In a January 20 article in the Financial Times, Pascal Saint-Amans, head of the OECD Centre for Tax Policy and Administration, said the digital economy could not be defined for the purpose of creating a new, special kind of jurisdiction. He added that there were no pure digital companies, but rather a “digitalization of the economy.” The Financial Times reported that many European governments balked at the concept of a digital permanent establishment and that France, which has been seeking greater tax control over companies like Google and Facebook, might have to stop trying to get the BEPS project to address the issue.
Lee Sheppard wrote that the most important aspect of this news is probably that Europe is not yet ready for a nonphysical PE concept. Nonphysical PE, sometimes called a service PE, might seem unworkable to Europe, but U.S. states have been successful in asserting nexus over these types of firms and winning in court, she says.

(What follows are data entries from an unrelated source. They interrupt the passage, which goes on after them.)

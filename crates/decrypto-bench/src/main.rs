use std::path::PathBuf;

use clap::Parser;

use decrypto_bench::config::{BenchmarkConfig, ResolvedOutputs};
use decrypto_bench::logging::init_logging;
use decrypto_bench::simulation::SimulationRunner;

/// Simulated-game benchmarking harness for Decrypto guessers.
#[derive(Debug, Parser)]
#[command(
    name = "decrypto-bench",
    author,
    version,
    about = "Deterministic Decrypto guessing harness"
)]
struct Cli {
    /// Path to the YAML configuration file.
    #[arg(short, long, value_name = "FILE", default_value = "bench/bench.yaml")]
    config: PathBuf,

    /// Override the run identifier (substitutes {run_id} templates).
    #[arg(long, value_name = "RUN_ID")]
    run_id: Option<String>,

    /// Override the number of rounds to play.
    #[arg(long, value_name = "ROUNDS")]
    rounds: Option<usize>,

    /// Override the RNG seed for game generation.
    #[arg(long, value_name = "SEED")]
    seed: Option<u64>,

    /// Exit after validating the configuration (no games are played).
    #[arg(long)]
    validate_only: bool,

    /// Enable per-guess top-k telemetry regardless of config (forces DECRYPTO_GUESS_DETAILS=1).
    #[arg(long)]
    log_guess_details: bool,
}

fn main() -> anyhow::Result<()> {
    let cli = Cli::parse();
    let mut config = BenchmarkConfig::from_path(&cli.config)?;

    if let Some(run_id) = cli.run_id {
        config.run_id = run_id;
    }

    if let Some(rounds) = cli.rounds {
        config.game.rounds = rounds;
    }

    if let Some(seed) = cli.seed {
        config.game.seed = Some(seed);
    }

    if cli.log_guess_details {
        config.logging.guess_details = true;
    }

    config.validate()?;

    let outputs: ResolvedOutputs = config.resolved_outputs();
    let guesser_count = config.guessers.len();
    let run_id = config.run_id.clone();
    let rounds = config.game.rounds;

    println!(
        "Loaded configuration '{run_id}' with {guesser_count} guesser{} ({rounds} rounds, {} keywords, code length {})",
        if guesser_count == 1 { "" } else { "s" },
        config.game.keywords,
        config.game.code_length,
    );

    if cli.validate_only {
        println!("Validation-only mode: simulation skipped.");
        return Ok(());
    }

    let _logging_guard = init_logging(&config.logging, &outputs)?;
    let runner = SimulationRunner::new(config, outputs)?;

    let summary = runner.run()?;
    println!(
        "Simulation complete for '{run_id}': {} rounds × {} guessers → {} rows at {}",
        summary.rounds_played,
        summary.guessers,
        summary.rows_written,
        summary.jsonl_path.display()
    );
    println!("Summary table: {}", summary.summary_path.display());
    if let Some(telemetry_path) = summary.telemetry_path.as_ref() {
        println!("Telemetry log: {}", telemetry_path.display());
    }
    if let Some(outputs) = summary.telemetry_outputs.as_ref() {
        println!("Telemetry summary (JSON): {}", outputs.json_path.display());
        println!(
            "Telemetry summary (Markdown): {}",
            outputs.markdown_path.display()
        );
        if let Some(margin) = outputs.summary.guess.avg_margin {
            println!(
                "  Guess decisions: {} events, avg best-vs-next margin {:.3}",
                outputs.summary.guess.count, margin
            );
        } else {
            println!(
                "  Guess decisions: {} events captured",
                outputs.summary.guess.count
            );
        }
    }

    Ok(())
}
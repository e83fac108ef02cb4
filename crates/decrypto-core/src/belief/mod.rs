//! Beliefs over which vocabulary word a keyword slot holds.
//!
//! This module is composed of:
//! - `dist`: the sparse log-probability distribution (`Belief`) and its constructors.
//! - `compress`: support reduction to a cumulative-mass prefix.
//! - `update`: posterior replacement once a reveal ties a clue to a slot.
//! - `telemetry`: summary metrics for logging.

mod compress;
mod dist;
mod update;
pub mod telemetry;

pub use compress::{NO_COMPRESSION, compress, compress_batch};
pub use dist::Belief;
pub use telemetry::{BatchMetrics, BeliefMetrics};
//! Code scoring and arg-max decoding.

use crate::belief::{Belief, NO_COMPRESSION, compress_batch};
use crate::code::{Code, CodeSpace};
use crate::error::DecodeError;
use crate::expectation::{ExpectationMatrix, expectation_matrix};
use crate::heuristic::Heuristic;
use crate::vocab::WordIndex;
use rand::Rng;

/// Scores every candidate code for `clue` and picks the best.
///
/// A code's log-score is the sum of its `(slot, position)` entries in the expectation
/// matrix. Ties go to the code enumerated first.
pub fn decode<'a, H: Heuristic + ?Sized>(
    beliefs: &[Belief],
    clue: &[WordIndex],
    heuristic: &H,
    space: &'a CodeSpace,
) -> Result<Decoded<'a>, DecodeError> {
    if beliefs.len() < clue.len() || clue.is_empty() {
        return Err(DecodeError::EmptyCodeSpace {
            slots: beliefs.len(),
            code_length: clue.len(),
        });
    }
    if space.slots() != beliefs.len() {
        return Err(DecodeError::dimension(
            "code space slots vs beliefs",
            space.slots(),
            beliefs.len(),
        ));
    }
    if space.code_length() != clue.len() {
        return Err(DecodeError::dimension(
            "code space length vs clue",
            space.code_length(),
            clue.len(),
        ));
    }

    let matrix = expectation_matrix(beliefs, clue, heuristic)?;
    let scores = score_codes(&matrix, space);
    let best = arg_max(&scores);
    Ok(Decoded {
        space,
        scores,
        best,
    })
}

fn score_codes(matrix: &ExpectationMatrix, space: &CodeSpace) -> Vec<f64> {
    space
        .iter()
        .map(|code| {
            code.iter()
                .enumerate()
                .map(|(position, &slot)| matrix.get(slot, position))
                .sum::<f64>()
        })
        .collect()
}

fn arg_max(scores: &[f64]) -> usize {
    let mut best = 0;
    for (position, score) in scores.iter().enumerate().skip(1) {
        if *score > scores[best] {
            best = position;
        }
    }
    best
}

/// Number of codes ranked ahead of `position`: strictly higher scores, or equal
/// scores enumerated earlier.
pub fn rank_of_position(scores: &[f64], position: usize) -> usize {
    let target = scores[position];
    scores
        .iter()
        .enumerate()
        .filter(|(other, score)| **score > target || (**score == target && *other < position))
        .count()
}

/// Decoder settings applied to every call.
#[derive(Debug, Clone, Copy, PartialEq)]
pub struct Decoder {
    /// Cumulative mass each belief keeps before scoring; `1.0` disables compression.
    pub compression_threshold: f64,
}

impl Default for Decoder {
    fn default() -> Self {
        Self {
            compression_threshold: NO_COMPRESSION,
        }
    }
}

impl Decoder {
    pub fn new(compression_threshold: f64) -> Self {
        Self {
            compression_threshold,
        }
    }

    pub fn decode<'a, H: Heuristic + ?Sized>(
        &self,
        beliefs: &[Belief],
        clue: &[WordIndex],
        heuristic: &H,
        space: &'a CodeSpace,
    ) -> Result<Decoded<'a>, DecodeError> {
        if self.compression_threshold >= NO_COMPRESSION {
            return decode(beliefs, clue, heuristic, space);
        }
        let compressed = compress_batch(beliefs, self.compression_threshold)?;
        decode(&compressed, clue, heuristic, space)
    }
}

/// Decoder output: best code plus the score of every code in enumeration order.
#[derive(Debug, Clone)]
pub struct Decoded<'a> {
    space: &'a CodeSpace,
    scores: Vec<f64>,
    best: usize,
}

impl<'a> Decoded<'a> {
    pub fn space(&self) -> &'a CodeSpace {
        self.space
    }

    pub fn scores(&self) -> &[f64] {
        &self.scores
    }

    pub fn best_position(&self) -> usize {
        self.best
    }

    pub fn best_code(&self) -> Code {
        self.code_at(self.best)
    }

    pub fn best_score(&self) -> f64 {
        self.scores[self.best]
    }

    pub fn into_parts(self) -> (Code, Vec<f64>) {
        (self.best_code(), self.scores)
    }

    /// Best score minus the runner-up; `None` when the space holds a single code.
    pub fn margin(&self) -> Option<f64> {
        let runner_up = self
            .scores
            .iter()
            .enumerate()
            .filter(|(position, _)| *position != self.best)
            .map(|(_, score)| *score)
            .fold(None, |acc: Option<f64>, score| {
                Some(acc.map_or(score, |current| current.max(score)))
            })?;
        Some(self.best_score() - runner_up)
    }

    /// The `count` best codes, ordered by score with ties in enumeration order.
    pub fn top(&self, count: usize) -> Vec<(Code, f64)> {
        let mut order: Vec<usize> = (0..self.scores.len()).collect();
        order.sort_by(|a, b| {
            self.scores[*b]
                .total_cmp(&self.scores[*a])
                .then(a.cmp(b))
        });
        order
            .into_iter()
            .take(count)
            .map(|position| (self.code_at(position), self.scores[position]))
            .collect()
    }

    /// Probability of each code after normalizing the scores (max-shifted softmax).
    pub fn posterior(&self) -> Vec<f64> {
        let max = self.best_score();
        let weights: Vec<f64> = self
            .scores
            .iter()
            .map(|score| (score - max).exp())
            .collect();
        let total: f64 = weights.iter().sum();
        weights.into_iter().map(|weight| weight / total).collect()
    }

    /// Draws a code from [`Decoded::posterior`].
    pub fn sample<R: Rng + ?Sized>(&self, rng: &mut R) -> Code {
        let posterior = self.posterior();
        let total: f64 = posterior.iter().sum();
        let mut choice = rng.gen_range(0.0..total);
        for (position, weight) in posterior.iter().enumerate() {
            if choice < *weight {
                return self.code_at(position);
            }
            choice -= weight;
        }
        self.best_code()
    }

    /// Rank of `code` when codes are ordered by score (0 = best).
    pub fn rank_of(&self, code: &Code) -> Option<usize> {
        let position = self.space.position_of(code)?;
        Some(rank_of_position(&self.scores, position))
    }

    fn code_at(&self, position: usize) -> Code {
        self.space
            .get(position)
            .map(Code::from)
            .unwrap_or_else(|| Code::new(Vec::new()))
    }
}
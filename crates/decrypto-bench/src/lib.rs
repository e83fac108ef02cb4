pub mod analytics;
pub mod config;
pub mod logging;
pub mod simulation;
pub mod telemetry;
//! Code representation and the fixed enumeration order used for tie-breaking.

mod cache;
mod space;

pub use cache::{CodeSpaceCache, CodeSpaceKey};
pub use space::{Code, CodeSpace, enumerate_codes};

Google is the poster child for companies that don’t pay taxes anywhere, according to Sheppard. France hoped to put an end to that by forcing consideration of the digital economy as part of BEPS, but the United States shunted any consideration of this type of PE into a study group, where proposals typically go to die. It appears that Treasury’s efforts have been successful, with Saint-Amans essentially admitting that digital issues are going nowhere.
The fate of a digital PE is important for two reasons. The first is that companies like Google should be subject to tax somewhere. It is appalling that a major, profitable multinational pays an effective tax rate of around 2 percent. If the United States won’t step in and disregard absurd transaction structures like the double Irish and Dutch sandwich, it shouldn’t hinder efforts by France and others to tax these multinationals on their end. Google’s low tax rate is undoubtedly more the product of leaky U.S. transfer pricing rules and the OECD’s obsession with separate company accounting. But the idea of taxing Google based on the residence of its customers isn’t so far-fetched. This kind of tax planning erodes everyone’s tax base, costing taxpayers across the globe and undermining governments’ financial security. It should be stopped.
The second reason this development it important is because it shows that the United States simply isn’t committed to BEPS. That’s been clear from the beginning, as Treasury hemmed and hawed in even considering whether BEPS could address permanent establishment or tweak the arm’s-length method. But now U.S. intransigence is starting to bear fruit. It’s unlikely the BEPS project can be successful without some U.S. cooperation, and it’s hard to imagine that it’s in the nation’s best interest to continue allowing multinationals to strip income out of the U.S. tax base and avoid paying taxes anywhere.